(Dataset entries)
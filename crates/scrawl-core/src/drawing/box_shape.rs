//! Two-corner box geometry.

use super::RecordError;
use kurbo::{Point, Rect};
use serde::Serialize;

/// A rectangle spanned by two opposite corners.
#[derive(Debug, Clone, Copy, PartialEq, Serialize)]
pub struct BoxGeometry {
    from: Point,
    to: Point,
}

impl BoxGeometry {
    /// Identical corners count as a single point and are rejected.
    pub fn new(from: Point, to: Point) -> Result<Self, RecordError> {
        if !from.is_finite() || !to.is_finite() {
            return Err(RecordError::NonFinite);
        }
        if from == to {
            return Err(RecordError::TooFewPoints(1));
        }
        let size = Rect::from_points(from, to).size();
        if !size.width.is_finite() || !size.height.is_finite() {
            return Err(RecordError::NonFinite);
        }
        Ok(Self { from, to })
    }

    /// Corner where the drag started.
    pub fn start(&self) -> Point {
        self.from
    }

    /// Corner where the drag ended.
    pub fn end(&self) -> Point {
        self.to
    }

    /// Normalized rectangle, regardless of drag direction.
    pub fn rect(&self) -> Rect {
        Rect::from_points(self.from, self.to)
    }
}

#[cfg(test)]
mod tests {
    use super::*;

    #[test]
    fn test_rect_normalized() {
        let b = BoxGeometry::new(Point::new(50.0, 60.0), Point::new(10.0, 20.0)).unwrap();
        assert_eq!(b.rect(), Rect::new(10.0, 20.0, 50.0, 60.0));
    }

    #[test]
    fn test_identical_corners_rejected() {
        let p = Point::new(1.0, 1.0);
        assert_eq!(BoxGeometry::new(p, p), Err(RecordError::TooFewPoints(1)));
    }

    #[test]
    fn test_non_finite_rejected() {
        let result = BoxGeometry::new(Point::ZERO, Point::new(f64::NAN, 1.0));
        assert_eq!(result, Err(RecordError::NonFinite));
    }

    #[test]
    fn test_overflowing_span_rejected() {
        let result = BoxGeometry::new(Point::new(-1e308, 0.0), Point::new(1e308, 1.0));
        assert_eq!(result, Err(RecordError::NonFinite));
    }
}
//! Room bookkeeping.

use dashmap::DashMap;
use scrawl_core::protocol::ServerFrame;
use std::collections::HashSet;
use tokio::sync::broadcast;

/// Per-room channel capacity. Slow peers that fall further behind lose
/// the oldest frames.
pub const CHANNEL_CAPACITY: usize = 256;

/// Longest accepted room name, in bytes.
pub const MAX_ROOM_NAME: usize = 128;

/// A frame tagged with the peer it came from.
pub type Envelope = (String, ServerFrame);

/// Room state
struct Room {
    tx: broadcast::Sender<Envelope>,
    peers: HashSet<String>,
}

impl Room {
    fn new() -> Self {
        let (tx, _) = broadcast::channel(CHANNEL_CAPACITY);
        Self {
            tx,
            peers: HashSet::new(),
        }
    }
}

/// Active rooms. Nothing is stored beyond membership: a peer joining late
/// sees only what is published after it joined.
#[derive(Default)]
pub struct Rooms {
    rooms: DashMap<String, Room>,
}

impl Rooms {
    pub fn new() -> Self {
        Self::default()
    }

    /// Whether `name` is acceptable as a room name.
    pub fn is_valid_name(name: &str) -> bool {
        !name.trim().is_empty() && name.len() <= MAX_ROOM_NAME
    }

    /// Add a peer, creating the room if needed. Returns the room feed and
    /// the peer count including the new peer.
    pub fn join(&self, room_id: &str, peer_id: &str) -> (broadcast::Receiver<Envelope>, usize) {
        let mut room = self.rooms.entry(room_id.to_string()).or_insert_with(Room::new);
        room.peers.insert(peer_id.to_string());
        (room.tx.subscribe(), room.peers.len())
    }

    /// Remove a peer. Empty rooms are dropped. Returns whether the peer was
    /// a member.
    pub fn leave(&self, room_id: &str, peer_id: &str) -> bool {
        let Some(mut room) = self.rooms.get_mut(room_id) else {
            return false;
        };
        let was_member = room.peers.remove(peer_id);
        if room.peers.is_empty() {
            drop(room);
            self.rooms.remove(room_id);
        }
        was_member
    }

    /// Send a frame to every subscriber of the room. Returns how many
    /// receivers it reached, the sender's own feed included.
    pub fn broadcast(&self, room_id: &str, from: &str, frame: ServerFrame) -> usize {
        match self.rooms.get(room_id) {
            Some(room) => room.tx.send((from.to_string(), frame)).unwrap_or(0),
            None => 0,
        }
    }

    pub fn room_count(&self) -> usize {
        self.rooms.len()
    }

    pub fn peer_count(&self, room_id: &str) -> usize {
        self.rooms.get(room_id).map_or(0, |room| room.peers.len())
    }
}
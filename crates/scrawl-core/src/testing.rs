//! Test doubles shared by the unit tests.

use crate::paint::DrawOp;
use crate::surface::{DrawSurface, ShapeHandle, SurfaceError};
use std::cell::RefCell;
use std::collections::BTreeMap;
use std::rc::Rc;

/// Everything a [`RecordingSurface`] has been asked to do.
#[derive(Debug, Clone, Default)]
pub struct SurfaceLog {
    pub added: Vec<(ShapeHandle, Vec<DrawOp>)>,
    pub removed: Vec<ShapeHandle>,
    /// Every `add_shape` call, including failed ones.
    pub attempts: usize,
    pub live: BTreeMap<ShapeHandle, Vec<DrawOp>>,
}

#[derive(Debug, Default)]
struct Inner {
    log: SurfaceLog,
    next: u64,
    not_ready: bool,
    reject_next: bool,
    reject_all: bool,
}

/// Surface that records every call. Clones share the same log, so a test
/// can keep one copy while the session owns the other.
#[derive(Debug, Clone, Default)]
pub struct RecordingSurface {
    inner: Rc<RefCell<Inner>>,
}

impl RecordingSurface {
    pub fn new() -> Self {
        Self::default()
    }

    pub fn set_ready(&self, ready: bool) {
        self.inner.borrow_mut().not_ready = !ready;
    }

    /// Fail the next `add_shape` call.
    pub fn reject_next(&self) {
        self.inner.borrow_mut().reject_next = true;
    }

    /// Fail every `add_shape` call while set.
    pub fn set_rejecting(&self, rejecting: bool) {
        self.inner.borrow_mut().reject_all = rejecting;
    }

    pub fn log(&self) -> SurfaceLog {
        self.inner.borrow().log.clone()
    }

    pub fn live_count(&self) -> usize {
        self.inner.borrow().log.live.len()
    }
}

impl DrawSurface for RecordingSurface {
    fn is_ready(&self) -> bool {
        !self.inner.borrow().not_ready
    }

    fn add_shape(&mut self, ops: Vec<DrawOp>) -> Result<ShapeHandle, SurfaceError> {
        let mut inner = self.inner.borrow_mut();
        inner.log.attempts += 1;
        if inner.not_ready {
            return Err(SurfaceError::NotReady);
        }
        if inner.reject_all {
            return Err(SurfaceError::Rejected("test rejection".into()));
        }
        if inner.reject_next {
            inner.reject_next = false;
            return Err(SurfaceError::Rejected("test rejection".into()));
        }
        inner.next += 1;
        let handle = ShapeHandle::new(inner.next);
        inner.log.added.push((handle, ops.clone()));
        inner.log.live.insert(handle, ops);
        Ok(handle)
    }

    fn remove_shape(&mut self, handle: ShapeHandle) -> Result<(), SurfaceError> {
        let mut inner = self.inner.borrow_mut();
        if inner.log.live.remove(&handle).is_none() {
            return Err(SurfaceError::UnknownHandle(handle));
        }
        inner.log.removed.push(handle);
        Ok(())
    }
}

What you have to do>
Go through the data above and find the lines with the word "RecordingSurface". Copy each of those lines.

Completed task>
/// Everything a [`RecordingSurface`] has been asked to do.
pub struct RecordingSurface {
impl RecordingSurface {
impl DrawSurface for RecordingSurface {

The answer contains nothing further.